The conclusion is that, as is the case with any monetary policy instrument in a monetary union, QE in the EZ is fraught with the heterogeneity problem of the recipients of monetary policy. The institutional strictures and pressures under which the ECB operates will make the task harder. Of course, easier monetary conditions will help the EZ economies. Signs of reversal in differences among country bank interest rates have already been visible throughout 2014, a welcome side effect of QE - the euro depreciation – is already under way, and sooner or later reflation will take hold on average.
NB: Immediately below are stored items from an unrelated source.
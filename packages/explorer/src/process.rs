//! In-flight operations attached to a node (children fetch, content save,
//! rename). Observers render one busy indicator per distinct kind.

use serde::{Deserialize, Serialize};

#[derive(Debug, Clone, Copy, PartialEq, Eq, Hash, Serialize, Deserialize)]
#[serde(rename_all = "kebab-case")]
pub enum ProcessKind {
    ChildrenFetching,
    ContentSaving,
    Renaming,
}

impl ProcessKind {
    /// Fixed id used for the kinds that never run twice on one node
    pub fn default_id(&self) -> &'static str {
        match self {
            ProcessKind::ChildrenFetching => "children-fetching",
            ProcessKind::ContentSaving => "content-saving",
            ProcessKind::Renaming => "renaming",
        }
    }
}

#[derive(Debug, Clone, PartialEq, Eq, Serialize, Deserialize)]
pub struct Process {
    pub id: String,
    pub kind: ProcessKind,
}

/// Small set of processes keyed by id
#[derive(Debug, Clone, Default, PartialEq, Eq)]
pub struct ProcessList {
    processes: Vec<Process>,
}

impl ProcessList {
    /// Adds or replaces the process with the same id
    pub fn upsert(&mut self, process: Process) {
        self.processes.retain(|p| p.id != process.id);
        self.processes.push(process);
    }

    /// Returns whether a process was removed
    pub fn remove(&mut self, id: &str) -> bool {
        let before = self.processes.len();
        self.processes.retain(|p| p.id != id);
        before != self.processes.len()
    }

    pub fn contains_kind(&self, kind: ProcessKind) -> bool {
        self.processes.iter().any(|p| p.kind == kind)
    }

    /// Distinct kinds, in order of first appearance
    pub fn kinds(&self) -> Vec<ProcessKind> {
        let mut kinds = Vec::new();
        for process in &self.processes {
            if !kinds.contains(&process.kind) {
                kinds.push(process.kind);
            }
        }
        kinds
    }

    pub fn iter(&self) -> impl Iterator<Item = &Process> {
        self.processes.iter()
    }

    pub fn len(&self) -> usize {
        self.processes.len()
    }

    pub fn is_empty(&self) -> bool {
        self.processes.is_empty()
    }
}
However the ECB seems to have little control over the deeper transmission mechanisms of QE across the EZ, and the result may eventually be dim. Anyway, as the basic economic principles of monetary unions teach, when the one size of the single monetary policy does not fit all, supplementary, possibly coordinated, national fiscal policies should also be activated (e.g. Draghi, 2014). For well-known reasons, this is a major drag on QE success in the EZ, where national fiscal policies are tightly constrained and loosely coordinated, especially so in the countries where the QE impact will be smaller.